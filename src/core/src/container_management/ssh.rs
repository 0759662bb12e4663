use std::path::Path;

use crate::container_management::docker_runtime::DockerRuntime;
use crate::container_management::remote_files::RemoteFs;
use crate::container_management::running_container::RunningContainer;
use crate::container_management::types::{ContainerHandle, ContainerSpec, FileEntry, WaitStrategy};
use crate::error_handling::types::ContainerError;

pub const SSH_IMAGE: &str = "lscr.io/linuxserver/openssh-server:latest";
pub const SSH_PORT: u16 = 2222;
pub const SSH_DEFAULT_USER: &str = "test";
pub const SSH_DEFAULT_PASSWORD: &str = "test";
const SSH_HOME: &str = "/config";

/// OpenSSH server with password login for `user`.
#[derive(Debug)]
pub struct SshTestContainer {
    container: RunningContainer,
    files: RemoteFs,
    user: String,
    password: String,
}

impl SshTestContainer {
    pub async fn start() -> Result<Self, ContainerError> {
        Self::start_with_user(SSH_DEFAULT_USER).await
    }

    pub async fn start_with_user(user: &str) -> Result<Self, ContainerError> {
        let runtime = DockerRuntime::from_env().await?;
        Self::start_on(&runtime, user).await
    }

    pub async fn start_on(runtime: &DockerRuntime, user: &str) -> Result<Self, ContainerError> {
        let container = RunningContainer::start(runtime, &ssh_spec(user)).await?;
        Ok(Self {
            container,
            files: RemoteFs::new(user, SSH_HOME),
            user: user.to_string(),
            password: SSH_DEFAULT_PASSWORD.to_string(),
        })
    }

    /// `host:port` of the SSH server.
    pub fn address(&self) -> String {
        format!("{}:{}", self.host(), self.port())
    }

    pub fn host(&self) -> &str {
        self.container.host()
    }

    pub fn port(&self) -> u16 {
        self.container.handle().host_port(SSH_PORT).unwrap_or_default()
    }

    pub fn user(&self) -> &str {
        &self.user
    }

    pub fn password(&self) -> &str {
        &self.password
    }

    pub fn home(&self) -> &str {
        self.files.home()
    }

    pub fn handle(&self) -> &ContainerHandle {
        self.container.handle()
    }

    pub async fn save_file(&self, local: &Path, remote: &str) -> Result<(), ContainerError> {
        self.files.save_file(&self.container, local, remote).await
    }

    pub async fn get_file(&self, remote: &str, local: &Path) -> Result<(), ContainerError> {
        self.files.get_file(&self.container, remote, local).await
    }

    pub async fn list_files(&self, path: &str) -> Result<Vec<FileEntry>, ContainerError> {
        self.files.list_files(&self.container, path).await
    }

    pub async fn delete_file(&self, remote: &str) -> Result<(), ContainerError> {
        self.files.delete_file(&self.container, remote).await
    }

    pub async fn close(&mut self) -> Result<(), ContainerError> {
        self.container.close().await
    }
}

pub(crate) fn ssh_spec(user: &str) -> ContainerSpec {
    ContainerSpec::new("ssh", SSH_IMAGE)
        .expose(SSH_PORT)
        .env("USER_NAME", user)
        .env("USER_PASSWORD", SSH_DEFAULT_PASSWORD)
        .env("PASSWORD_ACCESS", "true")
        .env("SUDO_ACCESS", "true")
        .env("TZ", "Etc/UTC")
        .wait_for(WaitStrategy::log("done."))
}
◆ ◆ ◆ ◆ ◆ ◆ ◆
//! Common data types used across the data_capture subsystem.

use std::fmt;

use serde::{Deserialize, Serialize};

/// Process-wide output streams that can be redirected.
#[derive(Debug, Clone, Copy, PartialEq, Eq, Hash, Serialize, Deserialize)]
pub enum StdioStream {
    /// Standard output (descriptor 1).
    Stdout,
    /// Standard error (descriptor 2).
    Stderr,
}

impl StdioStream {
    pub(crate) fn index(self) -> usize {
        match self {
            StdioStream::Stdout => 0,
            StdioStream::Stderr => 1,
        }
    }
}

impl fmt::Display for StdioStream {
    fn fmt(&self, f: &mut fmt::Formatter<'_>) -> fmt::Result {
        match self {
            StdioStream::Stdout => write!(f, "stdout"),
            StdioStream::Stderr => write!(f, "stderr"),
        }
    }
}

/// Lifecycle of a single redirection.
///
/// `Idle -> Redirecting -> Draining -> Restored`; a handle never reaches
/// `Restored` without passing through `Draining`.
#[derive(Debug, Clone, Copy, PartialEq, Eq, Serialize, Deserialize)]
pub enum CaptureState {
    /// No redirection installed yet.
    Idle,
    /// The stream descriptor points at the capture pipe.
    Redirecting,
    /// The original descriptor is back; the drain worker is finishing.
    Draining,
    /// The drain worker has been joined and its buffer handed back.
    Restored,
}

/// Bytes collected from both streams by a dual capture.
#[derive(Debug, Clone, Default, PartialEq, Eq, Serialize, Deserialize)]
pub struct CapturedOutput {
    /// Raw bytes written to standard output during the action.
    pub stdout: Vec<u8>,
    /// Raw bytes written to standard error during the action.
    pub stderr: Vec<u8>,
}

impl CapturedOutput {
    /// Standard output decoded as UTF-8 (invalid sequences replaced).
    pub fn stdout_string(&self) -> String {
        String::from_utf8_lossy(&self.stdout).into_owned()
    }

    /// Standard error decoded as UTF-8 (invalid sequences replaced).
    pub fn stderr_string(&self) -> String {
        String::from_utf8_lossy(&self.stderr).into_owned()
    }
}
◆ ◆ ◆ ◆ ◆ ◆ ◆
▸ Task instructions:
Read the entries above, then pull out the lines that include "Draining".

▸ Written response:
/// `Idle -> Redirecting -> Draining -> Restored`; a handle never reaches
/// `Restored` without passing through `Draining`.
    Draining,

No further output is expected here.